- _What to work on_:
Reproduce the section of the listing that begins at the line containing "fn from(step: &gherkin::Step)" and finishes at the line containing "let steps: Vec<ConcreteStep>". Include both end lines and nothing beyond them.

- - - - -

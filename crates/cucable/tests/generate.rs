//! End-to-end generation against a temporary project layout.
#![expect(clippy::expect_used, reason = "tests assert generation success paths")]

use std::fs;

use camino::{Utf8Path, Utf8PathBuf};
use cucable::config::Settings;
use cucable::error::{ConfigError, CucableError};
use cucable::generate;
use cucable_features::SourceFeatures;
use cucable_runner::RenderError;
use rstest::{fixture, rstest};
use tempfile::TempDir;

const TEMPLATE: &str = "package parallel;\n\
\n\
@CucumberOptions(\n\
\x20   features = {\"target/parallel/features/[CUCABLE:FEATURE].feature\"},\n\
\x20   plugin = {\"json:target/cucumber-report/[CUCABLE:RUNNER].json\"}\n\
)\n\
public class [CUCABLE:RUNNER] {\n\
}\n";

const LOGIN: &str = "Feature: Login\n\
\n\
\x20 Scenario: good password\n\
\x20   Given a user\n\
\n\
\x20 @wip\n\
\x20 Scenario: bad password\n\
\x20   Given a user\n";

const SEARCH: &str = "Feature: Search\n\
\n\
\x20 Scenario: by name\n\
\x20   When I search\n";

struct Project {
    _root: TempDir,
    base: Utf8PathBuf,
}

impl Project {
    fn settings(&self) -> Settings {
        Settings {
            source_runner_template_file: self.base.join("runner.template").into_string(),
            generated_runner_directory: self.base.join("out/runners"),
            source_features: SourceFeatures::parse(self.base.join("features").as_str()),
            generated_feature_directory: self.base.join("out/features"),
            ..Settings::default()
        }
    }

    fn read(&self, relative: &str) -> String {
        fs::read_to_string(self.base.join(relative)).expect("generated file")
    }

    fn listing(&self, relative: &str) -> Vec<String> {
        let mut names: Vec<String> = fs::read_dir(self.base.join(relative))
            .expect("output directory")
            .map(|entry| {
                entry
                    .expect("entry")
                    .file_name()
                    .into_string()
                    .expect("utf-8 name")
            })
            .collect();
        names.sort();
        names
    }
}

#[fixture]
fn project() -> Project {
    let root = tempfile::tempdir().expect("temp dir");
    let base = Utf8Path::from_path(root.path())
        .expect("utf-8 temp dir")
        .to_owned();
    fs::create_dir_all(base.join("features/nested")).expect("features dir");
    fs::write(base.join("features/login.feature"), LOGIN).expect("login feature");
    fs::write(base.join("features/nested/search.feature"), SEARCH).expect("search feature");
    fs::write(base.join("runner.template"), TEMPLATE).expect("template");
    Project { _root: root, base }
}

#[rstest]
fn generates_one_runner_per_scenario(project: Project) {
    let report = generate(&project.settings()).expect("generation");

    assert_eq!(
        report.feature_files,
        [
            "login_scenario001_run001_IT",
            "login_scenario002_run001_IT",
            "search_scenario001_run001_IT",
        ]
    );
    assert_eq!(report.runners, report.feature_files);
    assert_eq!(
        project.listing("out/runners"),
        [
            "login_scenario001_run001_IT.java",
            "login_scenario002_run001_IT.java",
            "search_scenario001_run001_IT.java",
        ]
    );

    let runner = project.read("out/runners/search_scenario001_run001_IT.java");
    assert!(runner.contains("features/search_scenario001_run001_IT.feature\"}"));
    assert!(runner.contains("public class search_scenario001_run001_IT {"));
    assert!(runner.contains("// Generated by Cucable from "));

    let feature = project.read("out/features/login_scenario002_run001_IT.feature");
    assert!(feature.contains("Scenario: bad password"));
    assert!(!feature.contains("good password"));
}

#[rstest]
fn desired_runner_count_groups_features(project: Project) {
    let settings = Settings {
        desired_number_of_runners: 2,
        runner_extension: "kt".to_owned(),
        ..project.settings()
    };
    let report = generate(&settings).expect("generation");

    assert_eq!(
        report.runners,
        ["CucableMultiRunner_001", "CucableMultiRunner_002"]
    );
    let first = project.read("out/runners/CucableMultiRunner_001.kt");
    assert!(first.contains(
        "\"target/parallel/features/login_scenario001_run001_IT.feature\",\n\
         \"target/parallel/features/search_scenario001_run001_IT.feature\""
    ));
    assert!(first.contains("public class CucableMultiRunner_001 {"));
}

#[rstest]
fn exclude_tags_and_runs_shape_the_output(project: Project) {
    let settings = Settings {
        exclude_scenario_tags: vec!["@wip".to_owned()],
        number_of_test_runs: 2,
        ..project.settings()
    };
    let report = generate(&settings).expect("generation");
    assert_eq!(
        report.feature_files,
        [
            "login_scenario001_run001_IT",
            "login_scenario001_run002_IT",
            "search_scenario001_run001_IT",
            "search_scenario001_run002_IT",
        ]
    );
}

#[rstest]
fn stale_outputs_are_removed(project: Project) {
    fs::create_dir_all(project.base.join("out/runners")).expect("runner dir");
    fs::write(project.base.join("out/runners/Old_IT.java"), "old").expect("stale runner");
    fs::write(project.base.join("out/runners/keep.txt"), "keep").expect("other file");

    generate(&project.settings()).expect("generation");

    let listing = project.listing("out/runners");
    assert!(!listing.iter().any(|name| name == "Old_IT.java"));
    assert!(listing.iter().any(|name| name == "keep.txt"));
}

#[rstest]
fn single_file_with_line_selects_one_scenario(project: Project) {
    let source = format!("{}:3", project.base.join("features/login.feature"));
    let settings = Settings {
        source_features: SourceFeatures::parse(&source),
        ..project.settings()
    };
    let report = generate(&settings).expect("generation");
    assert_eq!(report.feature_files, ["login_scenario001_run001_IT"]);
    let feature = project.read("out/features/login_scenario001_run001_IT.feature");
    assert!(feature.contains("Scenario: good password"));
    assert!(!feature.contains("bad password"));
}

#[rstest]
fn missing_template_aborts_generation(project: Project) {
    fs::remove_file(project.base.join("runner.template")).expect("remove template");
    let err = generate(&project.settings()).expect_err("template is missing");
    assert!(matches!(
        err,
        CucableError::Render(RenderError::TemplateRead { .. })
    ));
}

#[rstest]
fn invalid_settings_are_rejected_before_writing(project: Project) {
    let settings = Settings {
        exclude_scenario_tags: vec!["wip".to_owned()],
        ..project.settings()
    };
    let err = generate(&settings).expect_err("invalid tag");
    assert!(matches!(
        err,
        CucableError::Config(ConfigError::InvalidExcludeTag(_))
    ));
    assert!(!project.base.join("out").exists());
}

- - - - -

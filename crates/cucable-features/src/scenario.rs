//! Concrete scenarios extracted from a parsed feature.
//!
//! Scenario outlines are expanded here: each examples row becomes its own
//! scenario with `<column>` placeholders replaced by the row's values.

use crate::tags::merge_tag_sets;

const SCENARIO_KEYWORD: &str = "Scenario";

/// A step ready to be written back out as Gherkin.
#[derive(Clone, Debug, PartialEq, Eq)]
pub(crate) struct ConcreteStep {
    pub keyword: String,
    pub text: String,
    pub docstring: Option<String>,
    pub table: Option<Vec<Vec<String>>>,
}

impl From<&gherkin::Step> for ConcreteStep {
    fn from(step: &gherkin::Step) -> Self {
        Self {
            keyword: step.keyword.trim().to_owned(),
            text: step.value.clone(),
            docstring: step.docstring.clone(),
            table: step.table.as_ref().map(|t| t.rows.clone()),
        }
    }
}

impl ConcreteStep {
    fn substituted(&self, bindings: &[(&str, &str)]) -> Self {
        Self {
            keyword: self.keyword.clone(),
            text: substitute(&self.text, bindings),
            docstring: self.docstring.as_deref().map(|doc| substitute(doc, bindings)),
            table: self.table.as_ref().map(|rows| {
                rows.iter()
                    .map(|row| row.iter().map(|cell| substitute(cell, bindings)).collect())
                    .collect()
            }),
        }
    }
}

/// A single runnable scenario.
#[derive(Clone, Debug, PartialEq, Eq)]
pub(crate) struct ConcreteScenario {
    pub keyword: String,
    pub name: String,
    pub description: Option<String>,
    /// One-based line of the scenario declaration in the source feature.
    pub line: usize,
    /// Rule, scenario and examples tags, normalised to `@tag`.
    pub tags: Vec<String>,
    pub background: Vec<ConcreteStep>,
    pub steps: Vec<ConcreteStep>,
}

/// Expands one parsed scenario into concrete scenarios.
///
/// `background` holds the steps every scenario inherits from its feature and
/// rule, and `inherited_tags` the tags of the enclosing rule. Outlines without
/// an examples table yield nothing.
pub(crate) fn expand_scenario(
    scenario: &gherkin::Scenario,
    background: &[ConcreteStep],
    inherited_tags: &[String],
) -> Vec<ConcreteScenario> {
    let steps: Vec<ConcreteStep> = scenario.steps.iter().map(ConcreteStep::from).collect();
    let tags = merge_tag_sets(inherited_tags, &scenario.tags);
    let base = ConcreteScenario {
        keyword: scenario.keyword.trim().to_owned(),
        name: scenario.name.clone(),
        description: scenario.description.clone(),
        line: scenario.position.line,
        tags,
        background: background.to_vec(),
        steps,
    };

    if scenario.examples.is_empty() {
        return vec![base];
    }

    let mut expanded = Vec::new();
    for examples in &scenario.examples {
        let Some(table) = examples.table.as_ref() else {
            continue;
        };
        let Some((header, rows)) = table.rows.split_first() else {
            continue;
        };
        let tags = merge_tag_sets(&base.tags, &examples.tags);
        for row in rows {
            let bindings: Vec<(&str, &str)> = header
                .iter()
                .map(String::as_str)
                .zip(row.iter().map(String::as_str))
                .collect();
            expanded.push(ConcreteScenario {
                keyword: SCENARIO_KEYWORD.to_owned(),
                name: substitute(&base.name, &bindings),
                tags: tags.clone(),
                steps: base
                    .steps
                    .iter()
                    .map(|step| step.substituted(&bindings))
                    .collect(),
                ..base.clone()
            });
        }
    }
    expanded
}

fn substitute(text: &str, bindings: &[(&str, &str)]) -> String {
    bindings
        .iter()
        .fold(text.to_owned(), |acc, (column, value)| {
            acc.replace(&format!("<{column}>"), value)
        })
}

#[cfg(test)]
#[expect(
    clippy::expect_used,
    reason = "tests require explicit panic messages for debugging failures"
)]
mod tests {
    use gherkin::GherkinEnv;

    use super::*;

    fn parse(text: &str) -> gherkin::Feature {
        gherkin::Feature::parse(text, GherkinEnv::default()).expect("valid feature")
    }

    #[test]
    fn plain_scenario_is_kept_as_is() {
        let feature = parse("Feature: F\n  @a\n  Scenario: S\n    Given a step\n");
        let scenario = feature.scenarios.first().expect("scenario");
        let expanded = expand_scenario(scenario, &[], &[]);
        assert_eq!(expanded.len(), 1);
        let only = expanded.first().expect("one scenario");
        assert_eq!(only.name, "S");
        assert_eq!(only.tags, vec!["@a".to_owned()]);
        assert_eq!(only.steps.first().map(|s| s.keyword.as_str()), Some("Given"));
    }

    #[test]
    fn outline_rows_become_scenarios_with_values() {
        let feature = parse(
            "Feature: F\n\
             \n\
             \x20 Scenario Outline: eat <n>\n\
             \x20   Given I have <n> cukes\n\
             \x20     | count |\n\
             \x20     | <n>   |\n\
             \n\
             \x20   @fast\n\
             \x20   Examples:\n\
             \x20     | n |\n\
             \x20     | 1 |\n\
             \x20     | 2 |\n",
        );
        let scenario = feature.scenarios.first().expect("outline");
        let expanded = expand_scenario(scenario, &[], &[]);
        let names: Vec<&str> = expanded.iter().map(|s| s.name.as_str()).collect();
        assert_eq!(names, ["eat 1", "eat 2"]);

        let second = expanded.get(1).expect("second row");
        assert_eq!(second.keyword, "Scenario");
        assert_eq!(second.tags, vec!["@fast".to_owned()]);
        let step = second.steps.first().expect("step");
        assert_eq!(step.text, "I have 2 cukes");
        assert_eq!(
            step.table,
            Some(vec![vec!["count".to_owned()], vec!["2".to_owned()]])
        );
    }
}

- - - - -

- _Answer section_:
    fn from(step: &gherkin::Step) -> Self {
        Self {
            keyword: step.keyword.trim().to_owned(),
            text: step.value.clone(),
            docstring: step.docstring.clone(),
            table: step.table.as_ref().map(|t| t.rows.clone()),
        }
    }
}

impl ConcreteStep {
    fn substituted(&self, bindings: &[(&str, &str)]) -> Self {
        Self {
            keyword: self.keyword.clone(),
            text: substitute(&self.text, bindings),
            docstring: self.docstring.as_deref().map(|doc| substitute(doc, bindings)),
            table: self.table.as_ref().map(|rows| {
                rows.iter()
                    .map(|row| row.iter().map(|cell| substitute(cell, bindings)).collect())
                    .collect()
            }),
        }
    }
}

/// A single runnable scenario.
#[derive(Clone, Debug, PartialEq, Eq)]
pub(crate) struct ConcreteScenario {
    pub keyword: String,
    pub name: String,
    pub description: Option<String>,
    /// One-based line of the scenario declaration in the source feature.
    pub line: usize,
    /// Rule, scenario and examples tags, normalised to `@tag`.
    pub tags: Vec<String>,
    pub background: Vec<ConcreteStep>,
    pub steps: Vec<ConcreteStep>,
}

/// Expands one parsed scenario into concrete scenarios.
///
/// `background` holds the steps every scenario inherits from its feature and
/// rule, and `inherited_tags` the tags of the enclosing rule. Outlines without
/// an examples table yield nothing.
pub(crate) fn expand_scenario(
    scenario: &gherkin::Scenario,
    background: &[ConcreteStep],
    inherited_tags: &[String],
) -> Vec<ConcreteScenario> {
    let steps: Vec<ConcreteStep> = scenario.steps.iter().map(ConcreteStep::from).collect();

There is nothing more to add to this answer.